Yes, offering more storage in the entry-level iPhones would increase the cost slightly, but considering the sort of margins Apple wants it is well within reason to ask for more without sacrificing its huge profits. The cost of a single flash memory module that Apple uses in iPhone 6 and iPhone 6 Plus is about $9 according to this estimate. I imagine it is accurate. Thing is, by doubling the capacity for instance, Apple would not have to also double the cost.
Jumping from 16 GB to 32 GB of internal storage, going by microSD prices for SanDisk's Extreme models (which is a comparison that favors Apple, seeing as microSD vendors also want to make a profit on higher-capacity models), there is only a 67 percent increase in price. But what's $6 -- and I am being generous here, again -- to Apple?
Well, if you do the math, Apple would have to lose only $6 million for every million iPhones it sells. That is not much. But, if you look at it from a different perspective, it would likely mean it would lose many sales of higher-capacity iPhones, which retail for $100 or $200 more than the entry-level models.

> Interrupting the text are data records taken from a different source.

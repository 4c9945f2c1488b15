//! HTTP server setup and configuration.
//!
//! # Responsibilities
//! - Create Axum Router with all handlers
//! - Wire up middleware (tracing, timeout, version negotiation)
//! - Bind server to listener
//! - Stop on the shutdown signal

use std::future::Future;
use std::time::Duration;

use axum::{middleware, routing::get, Router};
use tokio::net::TcpListener;
use tower_http::{timeout::TimeoutLayer, trace::TraceLayer};

use crate::config::ServerConfig;
use crate::http::handlers;
use crate::negotiation::{negotiate_version, ConfigError, VersionNegotiator};

/// HTTP server for the version-gated API.
pub struct HttpServer {
    router: Router,
    config: ServerConfig,
}

impl HttpServer {
    /// Create a new HTTP server. Fails if the negotiation options are invalid.
    pub fn new(config: ServerConfig) -> Result<Self, ConfigError> {
        let negotiator = VersionNegotiator::new(config.negotiation_config()?);
        let router = Self::build_router(&config, negotiator)?;
        Ok(Self { router, config })
    }

    /// Build the Axum router with all middleware layers.
    #[allow(deprecated)]
    fn build_router(config: &ServerConfig, negotiator: VersionNegotiator) -> Result<Router, ConfigError> {
        let greeting = handlers::greeting(negotiator.config())?;

        let versions: Vec<&str> = negotiator.config().versions().iter().map(|v| v.as_str()).collect();
        tracing::info!(
            versions = ?versions,
            mandatory = negotiator.config().is_mandatory(),
            send_reply = negotiator.config().send_reply(),
            "Version negotiation configured"
        );

        Ok(Router::new()
            .route("/", get(handlers::echo))
            .route("/greeting", greeting.into_method_router())
            .layer(middleware::from_fn_with_state(negotiator, negotiate_version))
            .layer(TimeoutLayer::new(Duration::from_secs(config.timeouts.request_secs)))
            .layer(TraceLayer::new_for_http()))
    }

    /// The assembled router, for in-process use.
    pub fn router(&self) -> Router {
        self.router.clone()
    }

    /// Run the server until `shutdown` resolves, then drain in-flight requests.
    pub async fn run<F>(self, listener: TcpListener, shutdown: F) -> Result<(), std::io::Error>
    where
        F: Future<Output = ()> + Send + 'static,
    {
        let addr = listener.local_addr()?;
        tracing::info!(address = %addr, "HTTP server starting");

        axum::serve(listener, self.router)
            .with_graceful_shutdown(async move {
                shutdown.await;
                tracing::info!("Shutdown signal received");
            })
            .await?;

        tracing::info!("HTTP server stopped");
        Ok(())
    }

    /// Get a reference to the config.
    pub fn config(&self) -> &ServerConfig {
        &self.config
    }
}
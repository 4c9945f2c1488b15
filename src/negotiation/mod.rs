//! Version negotiation subsystem.
//!
//! # Data Flow
//! ```text
//! Startup:
//!     version list / options
//!     → config.rs (normalize, validate, bind default error)
//!     → NegotiationConfig (immutable, shared via Arc)
//!
//! Per request:
//!     query `version` | `accept-version` | `api-version`
//!     → context.rs (extract, attach RequestVersion)
//!     → matcher.rs (highest supported version satisfying the range)
//!     → middleware.rs
//!         matched  → annotate request, continue, set API-VERSION
//!         rejected → error.rs (reply with JSON, or forward the error)
//! ```
//!
//! # Design Decisions
//! - Stateless: every request is negotiated independently
//! - Malformed client input is a rejection, never a crash
//! - The requested version is attached before matching, so it is visible on failure

pub mod config;
pub mod context;
pub mod error;
pub mod matcher;
pub mod middleware;

pub use config::{validate_args, ConfigError, NegotiationConfig, NegotiationConfigBuilder};
pub use context::{RequestVersion, ACCEPT_VERSION, API_VERSION, VERSION_QUERY_PARAM};
pub use error::{DefaultErrorFactory, ErrorBody, ErrorFactory, VersionError};
pub use matcher::{SupportedVersion, VersionRange};
pub use middleware::{negotiate_version, Negotiation, Rejection, VersionNegotiator};
//! Request-version negotiation for axum services.
//!
//! A client names the API version it wants, exactly or as a semver range, in
//! the `version` query parameter or the `accept-version` / `api-version`
//! headers. The negotiation middleware picks the highest supported version
//! that satisfies it and attaches a `RequestVersion` to the request, or
//! answers with a structured error. `VersionedRoute` then lets one path carry
//! a separate handler per API version.

pub mod config;
pub mod http;
pub mod lifecycle;
pub mod negotiation;
pub mod observability;
pub mod routing;

pub use config::ServerConfig;
pub use http::HttpServer;
pub use negotiation::{negotiate_version, NegotiationConfig, RequestVersion, VersionError, VersionNegotiator};
pub use routing::{RouteDecision, RouteVersion, VersionedRoute};
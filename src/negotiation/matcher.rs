//! Semantic version range matching.
//!
//! # Responsibilities
//! - Parse supported versions (loose: surrounding whitespace and a leading `v`)
//! - Parse client ranges in npm syntax on top of the `semver` crate
//! - Select the highest supported version satisfying a range
//!
//! # Design Decisions
//! - Malformed input is a normal "no match", never an error
//! - Bare full versions are exact (`1.0.0` means `=1.0.0`), unlike Cargo's caret default
//! - Bare partial versions are X-ranges (`1.2` means `>=1.2.0, <1.3.0`)

use std::fmt;

use semver::{Version, VersionReq};

/// A supported version: the configured string plus its parsed form.
#[derive(Debug, Clone, PartialEq, Eq)]
pub struct SupportedVersion {
    raw: String,
    version: Version,
}

impl SupportedVersion {
    /// Parse a supported version, returning `None` if it is not valid semver.
    pub fn parse(raw: &str) -> Option<Self> {
        parse_version(raw).map(|version| Self {
            raw: raw.to_string(),
            version,
        })
    }

    /// The version exactly as it was configured.
    pub fn as_str(&self) -> &str {
        &self.raw
    }

    pub fn version(&self) -> &Version {
        &self.version
    }
}

impl fmt::Display for SupportedVersion {
    fn fmt(&self, f: &mut fmt::Formatter<'_>) -> fmt::Result {
        f.write_str(&self.raw)
    }
}

/// Parse a single semantic version, tolerating whitespace and a leading `v`.
pub fn parse_version(input: &str) -> Option<Version> {
    let trimmed = input.trim();
    let bare = trimmed
        .strip_prefix('v')
        .or_else(|| trimmed.strip_prefix('V'))
        .unwrap_or(trimmed);
    Version::parse(bare).ok()
}

/// A client-supplied range: alternatives joined by `||`, any of which may match.
#[derive(Debug, Clone)]
pub struct VersionRange {
    alternatives: Vec<VersionReq>,
}

impl VersionRange {
    /// Parse an npm-style range. Returns `None` when the input is not a valid range.
    pub fn parse(input: &str) -> Option<Self> {
        if input.trim().is_empty() {
            return None;
        }

        let alternatives = input
            .split("||")
            .map(|set| {
                let comparators = comparator_set(set)?;
                VersionReq::parse(&comparators.join(", ")).ok()
            })
            .collect::<Option<Vec<_>>>()?;

        Some(Self { alternatives })
    }

    pub fn matches(&self, version: &Version) -> bool {
        self.alternatives.iter().any(|req| req.matches(version))
    }
}

/// Returns true if `version` satisfies `range`. Invalid ranges never match.
pub fn satisfies(range: &str, version: &Version) -> bool {
    VersionRange::parse(range).is_some_and(|r| r.matches(version))
}

/// Select the highest candidate satisfying `range`.
pub fn best_match<'a>(range: &str, candidates: &'a [SupportedVersion]) -> Option<&'a SupportedVersion> {
    let range = VersionRange::parse(range)?;
    candidates
        .iter()
        .filter(|candidate| range.matches(&candidate.version))
        .max_by(|a, b| a.version.cmp(&b.version))
}

/// Select the highest candidate under semver ordering.
pub fn max_version(candidates: &[SupportedVersion]) -> Option<&SupportedVersion> {
    candidates.iter().max_by(|a, b| a.version.cmp(&b.version))
}

/// Translate one whitespace/comma separated comparator set into `semver` syntax.
fn comparator_set(set: &str) -> Option<Vec<String>> {
    let set = set.trim();
    if set.is_empty() {
        return Some(vec!["*".to_string()]);
    }

    if let Some((low, high)) = set.split_once(" - ") {
        return Some(vec![
            format!(">={}", strip_v(low.trim())),
            format!("<={}", strip_v(high.trim())),
        ]);
    }

    let mut comparators = Vec::new();
    let mut pending_op: Option<&str> = None;

    for token in set
        .split(|c: char| c.is_whitespace() || c == ',')
        .filter(|t| !t.is_empty())
    {
        let (op, operand) = split_operator(token)?;
        let op = match (pending_op.take(), op) {
            (Some(pending), "") => pending,
            (None, op) => op,
            (Some(_), _) => return None,
        };

        // `>= 1.0.0`: operator and operand arrive as separate tokens
        if operand.is_empty() {
            pending_op = Some(op);
            continue;
        }

        comparators.push(comparator(op, operand));
    }

    if pending_op.is_some() || comparators.is_empty() {
        return None;
    }
    // `semver` only accepts `*` as the sole comparator
    if comparators.len() > 1 {
        comparators.retain(|c| c != "*");
        if comparators.is_empty() {
            comparators.push("*".to_string());
        }
    }
    Some(comparators)
}

fn split_operator(token: &str) -> Option<(&str, &str)> {
    let split = token
        .find(|c: char| !matches!(c, '<' | '>' | '=' | '~' | '^'))
        .unwrap_or(token.len());
    let (op, operand) = token.split_at(split);
    let op = match op {
        "" | "=" | ">" | ">=" | "<" | "<=" | "~" | "^" => op,
        "~>" => "~",
        _ => return None,
    };
    Some((op, operand))
}

fn comparator(op: &str, operand: &str) -> String {
    let operand = strip_v(operand);
    match op {
        "" | "=" if is_any(operand) => "*".to_string(),
        "" | "=" if is_wildcard(operand) => operand.to_string(),
        "" => format!("={operand}"),
        _ => format!("{op}{operand}"),
    }
}

fn is_wildcard(operand: &str) -> bool {
    operand
        .split('.')
        .any(|part| matches!(part, "*" | "x" | "X"))
}

/// `*`, `x`, `x.x.x` and friends: every part is a wildcard.
fn is_any(operand: &str) -> bool {
    operand
        .split('.')
        .all(|part| matches!(part, "*" | "x" | "X"))
}

fn strip_v(operand: &str) -> &str {
    operand
        .strip_prefix('v')
        .or_else(|| operand.strip_prefix('V'))
        .unwrap_or(operand)
}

Now, that is a totally different situation. Instead of losing $6 million to make its customers more satisfied with buying iPhones, it would be losing those $6 million per million iPhones plus the $100 million for every next-biggest capacity iPhone it did not sell. The former is not much, but when adding the latter into the mix it explains a lot of things.
Just consider that Apple has sold tens of millions of iPhone 6 and iPhone 6 Plus in every quarter following their release, with $100 between storage tiers. You do the math, and tell me it is not about the money.